Did you know banks have been reporting in XBRL for almost ten years? I did not.
As reported by Bloomberg BNA, the banking sector have been submitting their mandated quarterly FDIC Call Reports in eXtensible Business Reporting Language (XBRL). “The FDIC saved millions of dollars having all the banks report to them in this very standardized format,” said Glen Gray, professor at California State University. “That sometimes gets lost in these [XBRL] discussions.”
Also, per Bloomberg, “the U.S. Treasury Department, for example, is gearing up to get federal agencies like the Internal Revenue Service and others to use XBRL to submit data reports. Overall, over 60 regulators globally have either adopted or are in the processing of using XBRL. these include: the Netherlands, the European Union, the U.K., Australia, Japan, Korea, India, Russia, Brazil and Mexico.”

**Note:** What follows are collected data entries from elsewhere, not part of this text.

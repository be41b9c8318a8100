use geo::Centroid;
use geo_types::{Coord, LineString, MultiLineString};
use ordered_float::OrderedFloat;
use std::collections::BTreeSet;
use tracing::debug;

use super::_structs::{RouteFeature, RouteGeometry};

/// Una línea es válida si todas sus coordenadas son finitas y tiene al menos
/// dos puntos distintos (extensión no nula).
pub fn is_valid_line(line: &LineString<f64>) -> bool {
    if line.0.iter().any(|c| !c.x.is_finite() || !c.y.is_finite()) {
        return false;
    }
    match line.0.first() {
        Some(first) => line.0.iter().any(|c| c != first),
        None => false,
    }
}

impl RouteGeometry {
    pub fn is_empty(&self) -> bool {
        match self {
            RouteGeometry::Line(line) => line.0.is_empty(),
            RouteGeometry::MultiLine(lines) => lines.0.iter().all(|line| line.0.is_empty()),
        }
    }

    /// Una multilínea es válida si no está vacía y todas sus partes lo son.
    pub fn is_valid(&self) -> bool {
        match self {
            RouteGeometry::Line(line) => is_valid_line(line),
            RouteGeometry::MultiLine(lines) => {
                !lines.0.is_empty() && lines.0.iter().all(is_valid_line)
            }
        }
    }

    /// Aplana la geometría en una sola secuencia de puntos.
    ///
    /// Las partes de una multilínea se concatenan en orden, así que dos partes
    /// disjuntas quedan unidas por un segmento recto.
    pub fn flatten(&self) -> Vec<Coord<f64>> {
        match self {
            RouteGeometry::Line(line) => line.0.clone(),
            RouteGeometry::MultiLine(lines) => lines
                .0
                .iter()
                .flat_map(|line| line.0.iter().copied())
                .collect(),
        }
    }

    pub fn lines(&self) -> Vec<&LineString<f64>> {
        match self {
            RouteGeometry::Line(line) => vec![line],
            RouteGeometry::MultiLine(lines) => lines.0.iter().collect(),
        }
    }
}

type Vertex = (OrderedFloat<f64>, OrderedFloat<f64>);

fn vertex(coord: Coord<f64>) -> Vertex {
    (OrderedFloat(coord.x), OrderedFloat(coord.y))
}

/// Centroide de la unión de todas las geometrías.
///
/// Los segmentos repetidos (p. ej. tramos compartidos entre versiones de una
/// misma línea) cuentan una sola vez, sin importar su sentido.
pub fn centroid_of(features: &[RouteFeature]) -> Option<Coord<f64>> {
    let segments: BTreeSet<(Vertex, Vertex)> = features
        .iter()
        .flat_map(|feature| feature.geometry.lines())
        .flat_map(|line| line.lines())
        .map(|segment| {
            let (a, b) = (vertex(segment.start), vertex(segment.end));
            if a <= b {
                (a, b)
            } else {
                (b, a)
            }
        })
        .filter(|(a, b)| a != b)
        .collect();

    if segments.is_empty() {
        debug!("No geometries available for centroid");
        return None;
    }
    debug!("Centroid over {} unique segments", segments.len());

    let lines = segments
        .into_iter()
        .map(|((ax, ay), (bx, by))| {
            LineString::new(vec![
                Coord { x: ax.into_inner(), y: ay.into_inner() },
                Coord { x: bx.into_inner(), y: by.into_inner() },
            ])
        })
        .collect();

    MultiLineString::new(lines).centroid().map(|point| point.0)
}

#[cfg(test)]
mod tests {
    use super::*;
    use geo_types::line_string;

    fn feature(geometry: RouteGeometry) -> RouteFeature {
        RouteFeature {
            route_id: "10".into(),
            version: "original".into(),
            geometry,
        }
    }

    #[test]
    fn test_line_validity() {
        assert!(is_valid_line(&line_string![(x: -43.0, y: -22.9), (x: -43.1, y: -22.95)]));
        assert!(!is_valid_line(&LineString::new(vec![])));
        assert!(!is_valid_line(&line_string![(x: -43.0, y: -22.9)]));
        // todos los puntos iguales: extensión nula
        assert!(!is_valid_line(&line_string![(x: -43.0, y: -22.9), (x: -43.0, y: -22.9)]));
        assert!(!is_valid_line(&line_string![(x: f64::NAN, y: -22.9), (x: -43.1, y: -22.95)]));
    }

    #[test]
    fn test_multi_line_validity() {
        let valid = RouteGeometry::MultiLine(MultiLineString::new(vec![
            line_string![(x: 0.0, y: 0.0), (x: 1.0, y: 0.0)],
            line_string![(x: 2.0, y: 0.0), (x: 3.0, y: 0.0)],
        ]));
        assert!(valid.is_valid());
        assert!(!valid.is_empty());

        let empty = RouteGeometry::MultiLine(MultiLineString::new(vec![]));
        assert!(!empty.is_valid());
        assert!(empty.is_empty());

        let with_bad_part = RouteGeometry::MultiLine(MultiLineString::new(vec![
            line_string![(x: 0.0, y: 0.0), (x: 1.0, y: 0.0)],
            line_string![(x: 2.0, y: 0.0)],
        ]));
        assert!(!with_bad_part.is_valid());
    }

    #[test]
    fn test_flatten_concatenates_parts_in_order() {
        let geometry = RouteGeometry::MultiLine(MultiLineString::new(vec![
            line_string![(x: 0.0, y: 0.0), (x: 1.0, y: 0.0)],
            line_string![(x: 5.0, y: 5.0), (x: 6.0, y: 5.0)],
        ]));

        let xs: Vec<f64> = geometry.flatten().iter().map(|c| c.x).collect();
        assert_eq!(xs, vec![0.0, 1.0, 5.0, 6.0]);
    }

    #[test]
    fn test_centroid_of_features() {
        let features = vec![
            feature(RouteGeometry::Line(line_string![(x: 0.0, y: 0.0), (x: 2.0, y: 0.0)])),
            feature(RouteGeometry::Line(line_string![(x: 0.0, y: 2.0), (x: 2.0, y: 2.0)])),
        ];

        let center = centroid_of(&features).unwrap();
        assert!((center.x - 1.0).abs() < 1e-9);
        assert!((center.y - 1.0).abs() < 1e-9);
    }

    #[test]
    fn test_centroid_counts_shared_segments_once() {
        let mut features: Vec<RouteFeature> = ["original", "licitada", "ajustada"]
            .into_iter()
            .map(|version| RouteFeature {
                route_id: "A".into(),
                version: version.into(),
                geometry: RouteGeometry::Line(line_string![(x: 0.0, y: 0.0), (x: 1.0, y: 0.0)]),
            })
            .collect();
        features.push(RouteFeature {
            route_id: "B".into(),
            version: "original".into(),
            geometry: RouteGeometry::Line(line_string![(x: 10.0, y: 0.0), (x: 11.0, y: 0.0)]),
        });

        let center = centroid_of(&features).unwrap();
        assert!((center.x - 5.5).abs() < 1e-9);
        assert!(center.y.abs() < 1e-9);
    }

    #[test]
    fn test_centroid_ignores_segment_direction() {
        let features = vec![
            feature(RouteGeometry::Line(line_string![(x: 0.0, y: 0.0), (x: 2.0, y: 0.0)])),
            feature(RouteGeometry::Line(line_string![(x: 2.0, y: 0.0), (x: 0.0, y: 0.0)])),
            feature(RouteGeometry::Line(line_string![(x: 4.0, y: 0.0), (x: 6.0, y: 0.0)])),
        ];

        let center = centroid_of(&features).unwrap();
        assert!((center.x - 3.0).abs() < 1e-9);
    }

    #[test]
    fn test_centroid_of_nothing() {
        assert_eq!(centroid_of(&[]), None);
    }
}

This follows on last week’s discussion (READ HERE) of XBRL being used by investors, in spite of general ongoing perceptions. Even as recent as Monday, the National Investor Relations Institute (NIRI) published this statement: “The SEC should resist calls for an expansion of XBRL reporting requirements, in NIRI’s view, until it examines whether a significant number of investors use XBRL and whether the benefits outweigh the compliance costs.”
Let’s be clear. No investor is ever going to say “I use XBRL.”
The question to ask investors is not “do you use XBRL,’ but rather… “would you like a single source of financial reporting data on an issuer that is directly and verifiably published by that issuer?”
IR should want that too. XBRL is the apex of “controlling your financial narrative.”